I highly recommend it. He talks a great deal about how the new networks that are forming are far more nimble than the state, and how the lack of Total War between states due to Nuclear weapons has diminished the power and relevance of the state. His examples go from Corporate action such as Blackwater protecting corporate interests in Katrina ravaged New Orleans, and Wal Mart using it’s supply chain to deliver relief supplies more quickly than FEMA was able to act, to the insurgency in Iraq, which was largely devised under Saddam as a response to Gulf War I. His experience as a counter-terrorism analyst and a software entrepeneur give him a very interesting perspective on the subject. The United States Military with its relaxed standards for enlistment have been training American gangbangers in counterinsurgency, and conversely insurgency. A guy I met coming back from Iraq talked about how strange it was to see MS13 (Mara Salvatrucha) graffiti on the walls of Baghdad.
I definitely recommend the book, but the articles above should give you a good idea of the thrust of his thesis.
Don’t have much time nowadays, but overall I have to say that even Patton was reported to use his own wealth and the Sears Catalog to get needed supplies to his troops. Related to El Salvador, the ones that think of open source warfare are only partially correct: sure it would be effective to outsource the counterinsurgency effort, but IIRC this is what has been going on in Iraq already, and in El Salvador that lead to a final step: to get the UN to organize a peace accord.
The problem is that the current administration is acting like even taking this last step in Iraq is to admit defeat, and that is leading me to approve impeachment proceedings against this sorry bunch.

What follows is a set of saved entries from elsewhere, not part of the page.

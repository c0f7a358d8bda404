//! `env export` / `env run` (§4.12, §6): renders the loaded secret
//! environment as shell statements, or injects it into a spawned command.

use std::collections::HashMap;
use std::sync::OnceLock;

#[derive(Debug, Clone, Copy, PartialEq, Eq)]
pub enum ShellDialect {
    Posix,
    PowerShell,
}

fn valid_name(name: &str) -> bool {
    static RE: OnceLock<regex::Regex> = OnceLock::new();
    RE.get_or_init(|| regex::Regex::new("^[A-Z_][A-Z0-9_]*$").unwrap())
        .is_match(name)
}

fn posix_quote(value: &str) -> String {
    format!("'{}'", value.replace('\'', "'\\''"))
}

fn powershell_quote(value: &str) -> String {
    format!("'{}'", value.replace('\'', "''"))
}

/// Render `export`/`$env:` statements for each valid, CR/LF-free pair.
/// Invalid entries are reported back as warnings rather than emitted.
pub fn render_export(vars: &HashMap<String, String>, dialect: ShellDialect) -> (String, Vec<String>) {
    let mut names: Vec<&String> = vars.keys().collect();
    names.sort();

    let mut lines = Vec::new();
    let mut warnings = Vec::new();

    for name in names {
        let value = &vars[name];
        if !valid_name(name) {
            warnings.push(format!("skipping {name}: not a valid environment variable name"));
            continue;
        }
        if value.contains('\r') || value.contains('\n') {
            warnings.push(format!("skipping {name}: value contains CR/LF"));
            continue;
        }
        let line = match dialect {
            ShellDialect::Posix => format!("export {name}={}", posix_quote(value)),
            ShellDialect::PowerShell => format!("$env:{name} = {}", powershell_quote(value)),
        };
        lines.push(line);
    }

    (lines.join("\n"), warnings)
}
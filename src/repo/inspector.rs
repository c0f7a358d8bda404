//! Repository Inspector (§4.5): discovers Git working copies under a root
//! and classifies each one's sync state.

use crate::errors::AppError;
use crate::process::ProcessRunner;
use devsync_common::repo::{RepoInfo, RepoStatus};
use std::path::{Path, PathBuf};
use tokio_util::sync::CancellationToken;

/// Expand a leading `~` to the user's home directory; paths without one
/// pass through unchanged.
pub fn expand_tilde(path: &str) -> PathBuf {
    if let Some(rest) = path.strip_prefix('~') {
        if let Some(home) = dirs::home_dir() {
            let rest = rest.strip_prefix('/').unwrap_or(rest);
            return home.join(rest);
        }
    }
    PathBuf::from(path)
}

/// True iff `dir` contains Git metadata: a `.git` directory, or a `.git`
/// file whose first line is `gitdir: <non-empty>` (worktrees/submodules).
fn has_git_metadata(dir: &Path) -> bool {
    let git_path = dir.join(".git");
    let Ok(metadata) = std::fs::symlink_metadata(&git_path) else {
        return false;
    };
    if metadata.is_dir() {
        return true;
    }
    if metadata.is_file() {
        if let Ok(contents) = std::fs::read_to_string(&git_path) {
            if let Some(first_line) = contents.lines().next() {
                if let Some(target) = first_line.strip_prefix("gitdir:") {
                    return !target.trim().is_empty();
                }
            }
        }
    }
    false
}

/// Resolve `root` (expanding `~`) and return it plus any direct child that
/// contains Git metadata, sorted lexicographically.
pub fn discover(root: &str) -> Result<Vec<PathBuf>, AppError> {
    let root = expand_tilde(root);
    if !root.is_dir() {
        return Err(AppError::RepoRootNotFound(root.display().to_string()));
    }

    let mut paths = Vec::new();
    if has_git_metadata(&root) {
        paths.push(root.clone());
    }

    let entries = std::fs::read_dir(&root)
        .map_err(|e| AppError::Other(anyhow::anyhow!("reading {}: {e}", root.display())))?;
    for entry in entries {
        let entry = entry
            .map_err(|e| AppError::Other(anyhow::anyhow!("reading {}: {e}", root.display())))?;
        let path = entry.path();
        if path.is_dir() && has_git_metadata(&path) {
            paths.push(path);
        }
    }

    paths.sort();
    Ok(paths)
}

const NO_UPSTREAM_PATTERNS: &[&str] = &["no upstream configured", "no upstream branch"];

/// Inspect one repository's working-copy state via `git`.
pub async fn inspect(
    ctx: &CancellationToken,
    process: &dyn ProcessRunner,
    path: &Path,
) -> Result<RepoInfo, AppError> {
    let dirty = {
        let output = process
            .run(
                ctx,
                Some(path),
                "git",
                &["status".to_string(), "--porcelain".to_string()],
            )
            .await?;
        if !output.success {
            return Err(AppError::subprocess(
                "git",
                &["status".to_string(), "--porcelain".to_string()],
                output.combined_trimmed(),
            ));
        }
        !output.stdout.trim().is_empty()
    };

    let upstream_args = [
        "rev-parse".to_string(),
        "--abbrev-ref".to_string(),
        "--symbolic-full-name".to_string(),
        "@{u}".to_string(),
    ];
    let upstream_output = process.run(ctx, Some(path), "git", &upstream_args).await?;
    let has_upstream = if upstream_output.success {
        true
    } else {
        let stderr_lower = upstream_output.stderr.to_lowercase();
        if NO_UPSTREAM_PATTERNS
            .iter()
            .any(|p| stderr_lower.contains(p))
        {
            false
        } else {
            return Err(AppError::subprocess(
                "git",
                &upstream_args,
                upstream_output.combined_trimmed(),
            ));
        }
    };

    let ahead = if has_upstream {
        let args = [
            "rev-list".to_string(),
            "--count".to_string(),
            "@{u}..HEAD".to_string(),
        ];
        let output = process.run_checked(ctx, Some(path), "git", &args).await?;
        output.stdout.trim().parse::<u32>().unwrap_or(0)
    } else {
        0
    };

    let status = RepoStatus::classify(dirty, has_upstream, ahead);
    let name = path
        .file_name()
        .map(|n| n.to_string_lossy().into_owned())
        .unwrap_or_else(|| path.display().to_string());

    Ok(RepoInfo {
        name,
        path: path.to_path_buf(),
        status,
        dirty,
        ahead,
        has_upstream,
    })
}
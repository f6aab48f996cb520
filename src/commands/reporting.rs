//! Upload payloads for the reporting server, built from today's usage.

use chrono::Utc;

use crate::core::usage::UsageReport;
use crate::error::AppError;

use super::logic::{
    build_per_process_report, build_registration_request, build_total_usage_report,
    AppRegistrationRequest, PerProcessUsageReport, TotalUsageReport,
};
use super::state::AppState;
use super::usage::{get_app_network_usage, get_total_network_usage};

/// Reports always cover the current local day.
const REPORT_PERIOD: &str = "day";
const REPORT_COUNT: i64 = 1;

/// A per-app upload together with the records it was built from, kept so
/// apps the server rejects as unknown can be registered without re-querying.
#[derive(Debug, Clone)]
pub struct PerProcessUpload {
    pub payload: PerProcessUsageReport,
    source: UsageReport,
}

impl PerProcessUpload {
    pub fn registration_for(&self, missing: &[String]) -> AppRegistrationRequest {
        build_registration_request(&self.source, missing)
    }
}

/// Today's device totals as a `TotalUsageReport`.
pub async fn prepare_total_usage_report(state: &AppState) -> Result<TotalUsageReport, AppError> {
    let summary = get_total_network_usage(state, REPORT_PERIOD, REPORT_COUNT).await?;
    Ok(build_total_usage_report(&summary, Utc::now()))
}

/// Today's per-app usage. `None` when no app has traffic to report.
pub async fn prepare_per_process_report(
    state: &AppState,
) -> Result<Option<PerProcessUpload>, AppError> {
    let report = get_app_network_usage(state, REPORT_PERIOD, REPORT_COUNT).await?;
    let payload = build_per_process_report(&report, Utc::now());
    if payload.apps.is_empty() {
        tracing::info!("No per-app usage to report for today");
        return Ok(None);
    }
    Ok(Some(PerProcessUpload {
        payload,
        source: report,
    }))
}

But I also have to remark once again on one of my rules:
If something important is happening in the world, a Salvadorian is involved, for good or for evil.
Regards.
Wanna give some examples of some Salvadorians and their involvement in important things? I’m intrigued.
Reading Robb didn’t really convince me of anything, but it helped solidify facts for things that I already sort of suspected.
One of the most interesting things he talks about are macro group intelligences. He talks about how with the leader of a guerrilla organization is superflous after a group intelligence has formed, even without individual cells knowing each other.
Whether it’s The Harriman group selling parts for oil refineries in Post Bolshevik Russia, or Iran-Contra, I think we are going to see an increase in conflicts of interest between large corporations and the US government. Some of our own corporations will oftentimes be adversarial.
A point he makes is that there is too much profit to be made through utilization of the guerrilla networks, so he expects funding to increase not decrease. He makes a claim that I haven’t verified, and to be honest I wouldn’t know how to verify to any real satisfaction, that the black market is about 3 trillion per year and growing 7 times faster than the white market economy.
What he described as the future for America looked a lot like the Burbclaves in Snow Crash.
I think that the significance of decentralized hierarchies is a huge one for the entire world system, as we now have value territories that are entirely abstract, and may therefore be contested from opposite ends of the globe. What I’m just waiting for is to see some of these non-state groups going to war with one another. I think we are seeing that to a degree with the fact that Halliburton has become synonymous with the military industrial complex.